Location
- Country: Canada
- Province: Ontario
- Region: Northwestern Ontario
- District: Kenora
- Part: Unorganized Kenora District

Physical characteristics
- Source: Unnamed creek
- • coordinates: 50°46′48″N 94°55′15″W﻿ / ﻿50.78004288473321°N 94.9207478642452°W
- • elevation: 357 m (1,171 ft)
- Mouth: Carroll Lake
- • coordinates: 51°04′13″N 95°01′04″W﻿ / ﻿51.07028°N 95.01778°W
- • elevation: 325 m (1,066 ft)

Basin features
- River system: Hudson Bay drainage basin

= Haggart River =

The Haggart River is a river in the Unorganized Part of Kenora District in Northwestern Ontario, Canada. It is in the Hudson Bay drainage basin and is a left tributary of the Gammon River.
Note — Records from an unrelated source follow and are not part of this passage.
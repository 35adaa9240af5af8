// Copyright 2019 Stichting Organism
//
// Licensed under the Apache License, Version 2.0 (the "License");
// you may not use this file except in compliance with the License.
// You may obtain a copy of the License at
//
//     http://www.apache.org/licenses/LICENSE-2.0
//
// Unless required by applicable law or agreed to in writing, software
// distributed under the License is distributed on an "AS IS" BASIS,
// WITHOUT WARRANTIES OR CONDITIONS OF ANY KIND, either express or implied.
// See the License for the specific language governing permissions and
// limitations under the License.

//! Protocol People
//!
//! The signer side of a ceremony: committing to a nonce and producing a
//! partial signature once the aggregate commitment is known.

use core::fmt::Debug;
use curve25519_dalek::{edwards::EdwardsPoint, scalar::Scalar};
use subtle::ConstantTimeEq;
use tracing::debug;

use crate::cosi::commitment::nonce_from_expanded;
use crate::cosi::{Commitment, Nonce, DEFAULT_NONCE_COUNTER};
use crate::errors::CosiError;
use crate::keys::{Keypair, PublicKey, SecretKey};
use crate::signature::challenge_scalar;
use crate::tools::{scalar_from_bytes_mod_order, SCALAR_LENGTH};

/// One signer's share `s_i` of the collective response.
#[derive(Copy, Clone, PartialEq, Eq)]
pub struct PartialSignature(pub(crate) Scalar);

impl Debug for PartialSignature {
    fn fmt(&self, f: &mut ::core::fmt::Formatter) -> ::core::fmt::Result {
        write!(f, "PartialSignature( {:?} )", &self.0)
    }
}

impl PartialSignature {
    const DESCRIPTION: &'static str = "A CoSi partial signature as a 32-byte scalar.";

    /// Convert this share to a byte array.
    pub fn to_bytes(&self) -> [u8; SCALAR_LENGTH] {
        self.0.to_bytes()
    }

    /// Decode a share, reducing it mod L.
    pub fn from_bytes(bytes: &[u8]) -> Result<PartialSignature, CosiError> {
        Ok(PartialSignature(scalar_from_bytes_mod_order("PartialSignature", bytes)?))
    }

    /// View the share as a scalar.
    pub fn as_scalar(&self) -> &Scalar {
        &self.0
    }
}

serde_boilerplate!(PartialSignature);

/// The challenge `e = H(R || A || M) mod L` every partial signature in a
/// ceremony is bound to.
pub fn challenge(
    aggregate_commitment: &Commitment,
    aggregate_key: &PublicKey,
    message: &[u8],
) -> Scalar {
    challenge_scalar(aggregate_commitment.as_compressed(), aggregate_key, message)
}

/// Compute this signer's share `s_i = r_i + e * a_i mod L`.
///
/// Only arithmetic on the secrets, no branching on them.
pub fn partial_sign(
    message: &[u8],
    secret_key: &SecretKey,
    aggregate_key: &PublicKey,
    nonce: &Nonce,
    aggregate_commitment: &Commitment,
) -> PartialSignature {
    let expanded = secret_key.expand();
    let e = challenge(aggregate_commitment, aggregate_key, message);
    PartialSignature(nonce.0 + e * expanded.scalar())
}

/// Check one share against the signer's own key and commitment:
/// `s_i * G == R_i + e * A_i`.
///
/// `index` is only used to name the signer in the error.
#[allow(non_snake_case)]
pub fn verify_partial(
    message: &[u8],
    public_key: &PublicKey,
    commitment: &Commitment,
    aggregate_key: &PublicKey,
    aggregate_commitment: &Commitment,
    partial: &PartialSignature,
    index: usize,
) -> Result<(), CosiError> {
    let e = challenge(aggregate_commitment, aggregate_key, message);

    let lhs = EdwardsPoint::mul_base(&partial.0).compress();
    let rhs = (commitment.as_point() + e * public_key.as_point()).compress();

    if lhs.as_bytes().ct_eq(rhs.as_bytes()).into() {
        Ok(())
    } else {
        debug!(index, "partial signature failed to verify");
        Err(CosiError::InvalidPartialSignature { index })
    }
}

/// A Signer in CoSi, holding the long lived key of one device.
/// Entry point to the signer side of the protocol.
#[derive(Debug, Clone)]
pub struct Signer {
    key: Keypair,
}

impl From<Keypair> for Signer {
    fn from(key: Keypair) -> Signer {
        Signer { key }
    }
}

impl Signer {
    /// Create a signer from a raw seed.
    pub fn from_seed(seed: &[u8]) -> Result<Signer, CosiError> {
        Ok(Signer::from(Keypair::from_seed(seed)?))
    }

    /// The public key this signer contributes to the aggregate.
    pub fn public_key(&self) -> &PublicKey {
        &self.key.public
    }

    /// Round one: the nonce to keep and the commitment to publish.
    pub fn commit(&self, message: &[u8]) -> (Nonce, Commitment) {
        self.commit_with_counter(message, DEFAULT_NONCE_COUNTER)
    }

    /// Round one with an explicit nonce counter.
    pub fn commit_with_counter(&self, message: &[u8], counter: u32) -> (Nonce, Commitment) {
        nonce_from_expanded(&self.key.secret.expand(), message, counter)
    }

    /// Round two: the partial signature for the agreed aggregate key and
    /// aggregate commitment.
    pub fn sign(
        &self,
        message: &[u8],
        aggregate_key: &PublicKey,
        nonce: &Nonce,
        aggregate_commitment: &Commitment,
    ) -> PartialSignature {
        partial_sign(message, &self.key.secret, aggregate_key, nonce, aggregate_commitment)
    }
}

#[cfg(test)]
mod tests {
    use super::*;
    use crate::cosi::{combine_commitments, combine_keys, combine_signature};
    use rand::SeedableRng;
    use rand_chacha::ChaChaRng;

    fn signers(n: usize) -> Vec<Signer> {
        let mut csprng = ChaChaRng::from_seed([11u8; 32]);
        (0..n).map(|_| Signer::from(Keypair::generate(&mut csprng))).collect()
    }

    #[test]
    fn shares_verify_individually_and_together() {
        let message: &[u8] = b"Watch closely everyone";
        let signers = signers(3);

        let publics: Vec<PublicKey> = signers.iter().map(|s| *s.public_key()).collect();
        let aggregate_key = combine_keys(&publics).unwrap();

        let rounds: Vec<(Nonce, Commitment)> = signers.iter().map(|s| s.commit(message)).collect();
        let commitments: Vec<Commitment> = rounds.iter().map(|(_, c)| *c).collect();
        let aggregate_commitment = combine_commitments(&commitments).unwrap();

        let partials: Vec<PartialSignature> = signers
            .iter()
            .zip(rounds.iter())
            .map(|(s, (r, _))| s.sign(message, &aggregate_key, r, &aggregate_commitment))
            .collect();

        for (i, partial) in partials.iter().enumerate() {
            assert!(verify_partial(
                message,
                &publics[i],
                &commitments[i],
                &aggregate_key,
                &aggregate_commitment,
                partial,
                i
            )
            .is_ok());
        }

        let sig = combine_signature(&aggregate_commitment, &partials).unwrap();
        assert!(sig.verify(message, &aggregate_key).is_ok());
        assert!(sig.verify(b"Watch closely no one", &aggregate_key).is_err());
    }

    #[test]
    fn tampered_share_is_named() {
        let message: &[u8] = b"share check";
        let signers = signers(2);

        let publics: Vec<PublicKey> = signers.iter().map(|s| *s.public_key()).collect();
        let aggregate_key = combine_keys(&publics).unwrap();
        let (r0, c0) = signers[0].commit(message);
        let (_, c1) = signers[1].commit(message);
        let aggregate_commitment = combine_commitments(&[c0, c1]).unwrap();

        let good = signers[0].sign(message, &aggregate_key, &r0, &aggregate_commitment);
        let bad = PartialSignature(good.0 + Scalar::ONE);

        assert_eq!(
            verify_partial(message, &publics[0], &c0, &aggregate_key, &aggregate_commitment, &bad, 0),
            Err(CosiError::InvalidPartialSignature { index: 0 })
        );
        // signer 0's share checked against signer 1's key
        assert_eq!(
            verify_partial(message, &publics[1], &c1, &aggregate_key, &aggregate_commitment, &good, 1),
            Err(CosiError::InvalidPartialSignature { index: 1 })
        );
    }
}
The river is within Woodland Caribou Provincial Park.

==Course==
The river begins at the outflow from an unnamed creek and flows north through a series of unnamed lakes before reaching the southern tip of Haggart Lake. It continues north into Bulging Lake, then through a series of unnamed lakes, and reaches its mouth at Carroll Lake on the Gammon River. The Gammon River flows via the Bloodvein River, Lake Winnipeg, and the Nelson River to Hudson Bay.